Dal 23 agosto per accedere alla mensa aziendale sarà necessario il green pass. È un tema divisione affrontato dalle aziende in modo diverso e molto spesso… creativo.
Tra aziende alle prese con il tema del green pass in mensa aziendale, alcune si sono già attivate con alternative per gli sprovvisti del certificato vaccinale, con lunch box o delivery da consumare all’esterno o in appositi spazi. Altre, invece, soprattutto le più piccole, continueranno temporaneamente a seguire le regole del Protocollo di sicurezza: turni, plexiglass, tavoli sanificati e distanziati. Le soluzioni via via trovate sono state divisive anche all’interno delle associazioni datoriali.
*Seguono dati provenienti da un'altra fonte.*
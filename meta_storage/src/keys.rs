// Copyright 2022-2023 CeresDB Project Authors. Licensed under Apache-2.0.

//! Key layout of the meta server under `storage_root_path`:
//!
//! ```text
//! <root>/clusters/<cluster_id>/meta
//! <root>/clusters/<cluster_id>/schemas/<schema_id>
//! <root>/clusters/<cluster_id>/tables/<table_id>
//! <root>/clusters/<cluster_id>/shards/<shard_id>
//! <root>/clusters/<cluster_id>/nodes/<node_name>
//! <root>/clusters/<cluster_id>/procedures/<procedure_id>
//! <root>/clusters/<cluster_id>/shard_assignments/<schema>/<table>
//! <root>/clusters/<cluster_id>/scheduler/affinities/<shard_id>
//! <root>/clusters/<cluster_id>/ids/<name>
//! <root>/ids/<name>
//! <root>/leader
//! ```
//!
//! Shard lock keys written by the storage nodes live outside the cluster
//! record space, under `<lock_root>/<cluster_name>/shards/<shard_id>`.

use common_types::{
    cluster::ClusterId, schema::SchemaId, shard::ShardId, table::TableId,
};
use snafu::ensure;

use crate::{InvalidArguments, Result};

pub fn cluster_root(root: &str, cluster_id: ClusterId) -> String {
    format!("{root}/clusters/{cluster_id}")
}

pub fn clusters_prefix(root: &str) -> String {
    format!("{root}/clusters/")
}

pub fn cluster_meta_key(root: &str, cluster_id: ClusterId) -> String {
    format!("{}/meta", cluster_root(root, cluster_id))
}

pub fn schema_key(root: &str, cluster_id: ClusterId, schema_id: SchemaId) -> String {
    format!("{}/schemas/{schema_id}", cluster_root(root, cluster_id))
}

pub fn schema_prefix(root: &str, cluster_id: ClusterId) -> String {
    format!("{}/schemas/", cluster_root(root, cluster_id))
}

pub fn table_key(root: &str, cluster_id: ClusterId, table_id: TableId) -> String {
    format!("{}/tables/{table_id}", cluster_root(root, cluster_id))
}

pub fn table_prefix(root: &str, cluster_id: ClusterId) -> String {
    format!("{}/tables/", cluster_root(root, cluster_id))
}

pub fn shard_view_key(root: &str, cluster_id: ClusterId, shard_id: ShardId) -> String {
    format!("{}/shards/{shard_id}", cluster_root(root, cluster_id))
}

pub fn shard_view_prefix(root: &str, cluster_id: ClusterId) -> String {
    format!("{}/shards/", cluster_root(root, cluster_id))
}

pub fn node_key(root: &str, cluster_id: ClusterId, node_name: &str) -> String {
    format!("{}/nodes/{node_name}", cluster_root(root, cluster_id))
}

pub fn node_prefix(root: &str, cluster_id: ClusterId) -> String {
    format!("{}/nodes/", cluster_root(root, cluster_id))
}

pub fn procedure_key(root: &str, cluster_id: ClusterId, procedure_id: u64) -> String {
    format!("{}/procedures/{procedure_id}", cluster_root(root, cluster_id))
}

pub fn procedure_prefix(root: &str, cluster_id: ClusterId) -> String {
    format!("{}/procedures/", cluster_root(root, cluster_id))
}

pub fn assignment_key(
    root: &str,
    cluster_id: ClusterId,
    schema_name: &str,
    table_name: &str,
) -> String {
    format!(
        "{}/shard_assignments/{schema_name}/{table_name}",
        cluster_root(root, cluster_id)
    )
}

pub fn affinity_key(root: &str, cluster_id: ClusterId, shard_id: ShardId) -> String {
    format!(
        "{}/scheduler/affinities/{shard_id}",
        cluster_root(root, cluster_id)
    )
}

pub fn affinity_prefix(root: &str, cluster_id: ClusterId) -> String {
    format!("{}/scheduler/affinities/", cluster_root(root, cluster_id))
}

pub fn cluster_id_alloc_key(root: &str, cluster_id: ClusterId, name: &str) -> String {
    format!("{}/ids/{name}", cluster_root(root, cluster_id))
}

pub fn root_id_alloc_key(root: &str, name: &str) -> String {
    format!("{root}/ids/{name}")
}

pub fn leader_key(root: &str) -> String {
    format!("{root}/leader")
}

/// Prefix of the shard lock keys taken by the storage nodes of one cluster.
///
/// A delete event under this prefix means the lock lease of the shard has
/// expired together with its holder.
pub fn shard_lock_prefix(lock_root: &str, cluster_name: &str) -> Result<String> {
    ensure!(
        lock_root.starts_with('/'),
        InvalidArguments {
            msg: "lock_root is required to start with /",
        }
    );

    ensure!(
        !cluster_name.is_empty(),
        InvalidArguments {
            msg: "cluster_name is required non-empty",
        }
    );

    const SHARD_LOCK_KEY: &str = "shards";
    Ok(format!("{lock_root}/{cluster_name}/{SHARD_LOCK_KEY}/"))
}

/// Parse the shard id out of a shard lock key.
pub fn shard_id_from_lock_key(prefix: &str, key: &str) -> Option<ShardId> {
    key.strip_prefix(prefix)?.parse().ok()
}

#[cfg(test)]
mod tests {
    use super::*;

    #[test]
    fn test_cluster_key_layout() {
        let cases = vec![
            (cluster_meta_key("/ceresmeta", 1), "/ceresmeta/clusters/1/meta"),
            (
                schema_key("/ceresmeta", 1, 3),
                "/ceresmeta/clusters/1/schemas/3",
            ),
            (
                table_key("/ceresmeta", 1, 42),
                "/ceresmeta/clusters/1/tables/42",
            ),
            (
                shard_view_key("/ceresmeta", 1, 7),
                "/ceresmeta/clusters/1/shards/7",
            ),
            (
                node_key("/ceresmeta", 1, "127.0.0.1:8831"),
                "/ceresmeta/clusters/1/nodes/127.0.0.1:8831",
            ),
            (
                assignment_key("/ceresmeta", 1, "public", "t1"),
                "/ceresmeta/clusters/1/shard_assignments/public/t1",
            ),
            (leader_key("/ceresmeta"), "/ceresmeta/leader"),
        ];

        for (actual, expected) in cases {
            assert_eq!(actual, expected);
        }
    }

    #[test]
    fn test_format_shard_lock_prefix() {
        let cases = vec![
            (
                ("/ceresdb", "defaultCluster"),
                Some("/ceresdb/defaultCluster/shards/"),
            ),
            (("", "defaultCluster"), None),
            (("vvv", "defaultCluster"), None),
            (("/x", ""), None),
        ];

        for ((lock_root, cluster_name), expected) in cases {
            let actual = shard_lock_prefix(lock_root, cluster_name);
            match expected {
                Some(expected) => assert_eq!(actual.unwrap(), expected),
                None => assert!(actual.is_err()),
            }
        }
    }

    #[test]
    fn test_shard_id_from_lock_key() {
        let prefix = shard_lock_prefix("/ceresdb", "defaultCluster").unwrap();
        assert_eq!(
            shard_id_from_lock_key(&prefix, "/ceresdb/defaultCluster/shards/3"),
            Some(3)
        );
        assert_eq!(
            shard_id_from_lock_key(&prefix, "/ceresdb/otherCluster/shards/3"),
            None
        );
    }
}
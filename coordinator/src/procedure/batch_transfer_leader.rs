// Copyright 2022-2023 CeresDB Project Authors. Licensed under Apache-2.0.

//! Batched leader transfers, emitted by the static scheduler to assign many
//! shards in one procedure. Transfers run one by one; a failure stops the
//! batch and the scheduler re-emits the remainder on its next tick.

use std::sync::{Mutex, RwLock};

use async_trait::async_trait;
use cluster::metadata::ClusterMetadataRef;
use log::info;
use serde::{Deserialize, Serialize};
use tokio::sync::oneshot;

use super::{
    storage::ProcedureParams, transfer_leader::{execute_transfer, TransferLeaderParams},
    Context, Priority, Procedure, ProcedureId, RelatedVersionInfo, State, Typ,
};
use crate::{eventdispatch::EventDispatchRef, Cancelled, Error, ProcedureFailed, Result};

#[derive(Debug, Clone, Serialize, Deserialize)]
pub struct BatchTransferLeaderParams {
    pub transfers: Vec<TransferLeaderParams>,
}

pub struct BatchTransferLeaderProcedure {
    id: ProcedureId,
    params: BatchTransferLeaderParams,
    metadata: ClusterMetadataRef,
    dispatch: EventDispatchRef,
    related: RelatedVersionInfo,
    state: RwLock<State>,
    result_tx: Mutex<Option<oneshot::Sender<Result<()>>>>,
}

impl BatchTransferLeaderProcedure {
    pub fn new(
        id: ProcedureId,
        metadata: ClusterMetadataRef,
        dispatch: EventDispatchRef,
        related: RelatedVersionInfo,
        params: BatchTransferLeaderParams,
    ) -> Self {
        Self {
            id,
            params,
            metadata,
            dispatch,
            related,
            state: RwLock::new(State::Init),
            result_tx: Mutex::new(None),
        }
    }

    pub fn subscribe_result(&self) -> oneshot::Receiver<Result<()>> {
        let (tx, rx) = oneshot::channel();
        *self.result_tx.lock().unwrap() = Some(tx);
        rx
    }

    fn set_state(&self, state: State) {
        *self.state.write().unwrap() = state;
    }

    fn send_result(&self, result: Result<()>) {
        if let Some(tx) = self.result_tx.lock().unwrap().take() {
            let _ = tx.send(result);
        }
    }

    async fn run(&self, ctx: &Context) -> Result<()> {
        for transfer in &self.params.transfers {
            ctx.ensure_running()?;
            execute_transfer(&self.metadata, &self.dispatch, transfer).await?;
        }
        info!(
            "Batch transfer leader finished, id:{}, transfers:{}",
            self.id,
            self.params.transfers.len()
        );
        Ok(())
    }
}

#[async_trait]
impl Procedure for BatchTransferLeaderProcedure {
    fn id(&self) -> ProcedureId {
        self.id
    }

    fn typ(&self) -> Typ {
        Typ::BatchTransferLeader
    }

    fn priority(&self) -> Priority {
        Priority::High
    }

    fn related_version_info(&self) -> RelatedVersionInfo {
        self.related.clone()
    }

    fn persisted_params(&self) -> ProcedureParams {
        ProcedureParams::BatchTransferLeader(self.params.clone())
    }

    async fn start(&self, ctx: Context) -> Result<()> {
        self.set_state(State::Running);
        match self.run(&ctx).await {
            Ok(()) => {
                self.set_state(State::Finished);
                self.send_result(Ok(()));
                Ok(())
            }
            Err(e) => {
                let state = if matches!(e, Error::Cancelled { .. }) {
                    State::Cancelled
                } else {
                    State::Failed
                };
                self.set_state(state);
                let msg = format!("batch transfer leader failed, id:{}, err:{e}", self.id);
                self.send_result(Err(e));
                ProcedureFailed { msg }.fail()
            }
        }
    }

    async fn cancel(&self) -> Result<()> {
        self.set_state(State::Cancelled);
        self.send_result(Cancelled.fail());
        Ok(())
    }

    fn state(&self) -> State {
        *self.state.read().unwrap()
    }
}
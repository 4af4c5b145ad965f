// Copyright 2022-2023 CeresDB Project Authors. Licensed under Apache-2.0.

//! Grpc implementation of [`EventDispatch`] with pooled connections.

use std::collections::HashMap;

use async_trait::async_trait;
use ceresdbproto::{
    common::ResponseHeader,
    meta_event::{
        meta_event_service_client::MetaEventServiceClient, CloseShardRequest as CloseShardRequestPb,
        CloseTableOnShardRequest as CloseTableOnShardRequestPb,
        CreateTableOnShardRequest as CreateTableOnShardRequestPb,
        DropTableOnShardRequest as DropTableOnShardRequestPb,
        OpenShardRequest as OpenShardRequestPb, OpenTableOnShardRequest as OpenTableOnShardRequestPb,
        UpdateShardInfo as UpdateShardInfoPb,
    },
    meta_service::{ShardInfo as ShardInfoPb, TableInfo as TableInfoPb},
};
use common_types::{
    shard::{ShardInfo, ShardVersion},
    table::TableInfo,
};
use log::warn;
use snafu::{ensure, ResultExt};
use tokio::sync::RwLock;
use tonic::transport::Channel;

use super::{
    CloseShardRequest, CloseTableOnShardRequest, CreateTableOnShardRequest,
    DropTableOnShardRequest, EventDispatch, OpenShardRequest, OpenTableOnShardRequest,
    UpdateShardInfo,
};
use crate::{DispatchFailed, GrpcConnect, Result, RpcFailure};

fn make_shard_info_pb(shard: &ShardInfo) -> ShardInfoPb {
    ShardInfoPb {
        id: shard.id,
        role: shard.role as i32,
        version: shard.version,
        ..Default::default()
    }
}

fn make_table_info_pb(table: &TableInfo) -> TableInfoPb {
    TableInfoPb {
        id: table.id,
        name: table.name.clone(),
        schema_id: table.schema_id,
        schema_name: table.schema_name.clone(),
        ..Default::default()
    }
}

fn make_update_shard_info_pb(update: &UpdateShardInfo) -> UpdateShardInfoPb {
    UpdateShardInfoPb {
        curr_shard_info: Some(make_shard_info_pb(&update.curr_shard_info)),
        prev_version: update.prev_version,
        ..Default::default()
    }
}

fn check_response_header(endpoint: &str, header: Option<ResponseHeader>) -> Result<()> {
    let header = header.unwrap_or_default();
    ensure!(
        header.code == 0,
        DispatchFailed {
            endpoint,
            code: header.code,
            msg: header.error,
        }
    );
    Ok(())
}

/// Dispatch over a pool of lazily dialed grpc connections keyed by endpoint.
///
/// A connection whose call failed is evicted so the next call re-dials.
#[derive(Default)]
pub struct DispatchImpl {
    conns: RwLock<HashMap<String, MetaEventServiceClient<Channel>>>,
}

impl DispatchImpl {
    async fn get_client(&self, endpoint: &str) -> Result<MetaEventServiceClient<Channel>> {
        {
            let conns = self.conns.read().await;
            if let Some(client) = conns.get(endpoint) {
                return Ok(client.clone());
            }
        }

        let client = MetaEventServiceClient::connect(format!("http://{endpoint}"))
            .await
            .context(GrpcConnect { endpoint })?;
        self.conns
            .write()
            .await
            .insert(endpoint.to_string(), client.clone());
        Ok(client)
    }

    async fn evict(&self, endpoint: &str) {
        warn!("Evict broken connection, endpoint:{endpoint}");
        self.conns.write().await.remove(endpoint);
    }

    async fn on_rpc_result<T>(
        &self,
        endpoint: &str,
        result: std::result::Result<T, tonic::Status>,
    ) -> Result<T> {
        match result {
            Ok(v) => Ok(v),
            Err(status) => {
                self.evict(endpoint).await;
                Err(status).context(RpcFailure { endpoint })
            }
        }
    }
}

#[async_trait]
impl EventDispatch for DispatchImpl {
    async fn open_shard(&self, endpoint: &str, req: OpenShardRequest) -> Result<()> {
        let mut client = self.get_client(endpoint).await?;
        let req = OpenShardRequestPb {
            shard: Some(make_shard_info_pb(&req.shard)),
            ..Default::default()
        };
        let resp = self
            .on_rpc_result(endpoint, client.open_shard(req).await)
            .await?
            .into_inner();
        check_response_header(endpoint, resp.header)
    }

    async fn close_shard(&self, endpoint: &str, req: CloseShardRequest) -> Result<()> {
        let mut client = self.get_client(endpoint).await?;
        let req = CloseShardRequestPb {
            shard_id: req.shard_id,
            ..Default::default()
        };
        let resp = self
            .on_rpc_result(endpoint, client.close_shard(req).await)
            .await?
            .into_inner();
        check_response_header(endpoint, resp.header)
    }

    async fn create_table_on_shard(
        &self,
        endpoint: &str,
        req: CreateTableOnShardRequest,
    ) -> Result<ShardVersion> {
        let mut client = self.get_client(endpoint).await?;
        let req = CreateTableOnShardRequestPb {
            update_shard_info: Some(make_update_shard_info_pb(&req.update_shard_info)),
            table_info: Some(make_table_info_pb(&req.table_info)),
            ..Default::default()
        };
        let resp = self
            .on_rpc_result(endpoint, client.create_table_on_shard(req).await)
            .await?
            .into_inner();
        check_response_header(endpoint, resp.header)?;
        Ok(resp.latest_shard_version)
    }

    async fn drop_table_on_shard(
        &self,
        endpoint: &str,
        req: DropTableOnShardRequest,
    ) -> Result<ShardVersion> {
        let mut client = self.get_client(endpoint).await?;
        let req = DropTableOnShardRequestPb {
            update_shard_info: Some(make_update_shard_info_pb(&req.update_shard_info)),
            table_info: Some(make_table_info_pb(&req.table_info)),
            ..Default::default()
        };
        let resp = self
            .on_rpc_result(endpoint, client.drop_table_on_shard(req).await)
            .await?
            .into_inner();
        check_response_header(endpoint, resp.header)?;
        Ok(resp.latest_shard_version)
    }

    async fn open_table_on_shard(
        &self,
        endpoint: &str,
        req: OpenTableOnShardRequest,
    ) -> Result<()> {
        let mut client = self.get_client(endpoint).await?;
        let req = OpenTableOnShardRequestPb {
            update_shard_info: Some(make_update_shard_info_pb(&req.update_shard_info)),
            table_info: Some(make_table_info_pb(&req.table_info)),
            ..Default::default()
        };
        let resp = self
            .on_rpc_result(endpoint, client.open_table_on_shard(req).await)
            .await?
            .into_inner();
        check_response_header(endpoint, resp.header)
    }

    async fn close_table_on_shard(
        &self,
        endpoint: &str,
        req: CloseTableOnShardRequest,
    ) -> Result<()> {
        let mut client = self.get_client(endpoint).await?;
        let req = CloseTableOnShardRequestPb {
            update_shard_info: Some(make_update_shard_info_pb(&req.update_shard_info)),
            table_info: Some(make_table_info_pb(&req.table_info)),
            ..Default::default()
        };
        let resp = self
            .on_rpc_result(endpoint, client.close_table_on_shard(req).await)
            .await?
            .into_inner();
        check_response_header(endpoint, resp.header)
    }
}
Cosa dicono di preciso le Faq?
Come risulta dalle Faq i refettori o la mensa aziendale dovrebbero essere bandite a chi è sprovvisto di green pass perché il Protocollo “impone regole rigide sulla compresenza in spazi comuni, imponendo comunque sempre la mascherina”. Tra le aziende ad aver adottato alternative per i lavoratori senza certificazione, la Hanon Systems di Campiglione Fenile (Torino) è stata la prima a montare la tenda esterna destinata a chi non ha il pass.
Mediaset, Leonardo, Enel, Rai, Barilla stanno invece cercando soluzioni condivise con i sindacati per chi non può accedere alla mensa. Ci sono, inoltre, aziende che si oppongono fermamente all’obbligo del green pass in mensa e altre che sono andate oltre le Faq del Governo e che impongono la certificazione a tutti i dipendenti per entrare in azienda (o in alternativa un tampone rapido ogni 72 ore).
Tra le prime rientra il gruppo Coesia di Bologna, una multinazionale del packaging, che in mensa accetta tutti i dipendenti, senza distinguere tra chi ha o non ha il green pass, perché ritiene la “coesione” dei lavoratori un valore da “tutelare” tanto quanto la loro salute e contro ogni “discriminazione”.